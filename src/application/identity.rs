use crate::domain::users::UserProfile;

/// Who is making the request, as asserted by the authenticating proxy.
#[derive(Debug, Clone, Default)]
pub struct Identity {
    pub email: Option<String>,
    pub is_admin: bool,
    pub profile: Option<UserProfile>,
}

impl Identity {
    pub fn anonymous() -> Self {
        Self::default()
    }

    pub fn viewer(&self) -> Option<&UserProfile> {
        self.profile.as_ref()
    }

    pub fn is_signed_in(&self) -> bool {
        self.email.is_some()
    }

    pub fn is_superuser(&self) -> bool {
        self.profile
            .as_ref()
            .is_some_and(|profile| profile.is_superuser)
    }
}
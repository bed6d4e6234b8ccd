use thiserror::Error;

/// Rejections raised by the pure domain layer before anything is persisted.
#[derive(Debug, Error)]
pub enum DomainError {
    /// User input that fails a field rule; `message` is shown on the form as-is.
    #[error("invalid {field}: {message}")]
    Validation {
        field: &'static str,
        message: String,
    },
    #[error("{entity} not found")]
    NotFound { entity: &'static str },
    /// The stored tree or ACL data contradicts itself.
    #[error("content tree invariant violated: {message}")]
    Invariant { message: String },
}

impl DomainError {
    pub fn invalid(field: &'static str, message: impl Into<String>) -> Self {
        Self::Validation {
            field,
            message: message.into(),
        }
    }

    pub fn not_found(entity: &'static str) -> Self {
        Self::NotFound { entity }
    }

    pub fn invariant(message: impl Into<String>) -> Self {
        Self::Invariant {
            message: message.into(),
        }
    }
}

#[cfg(test)]
mod tests {
    use super::*;

    #[test]
    fn validation_names_the_field() {
        let err = DomainError::invalid("name", "too short");
        assert_eq!(err.to_string(), "invalid name: too short");
    }
}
:::::
## REQUIREMENT:
Wherever a line in the data above contains the word "short", copy that line.

## ANSWER AREA:
        let err = DomainError::invalid("name", "too short");
        assert_eq!(err.to_string(), "invalid name: too short");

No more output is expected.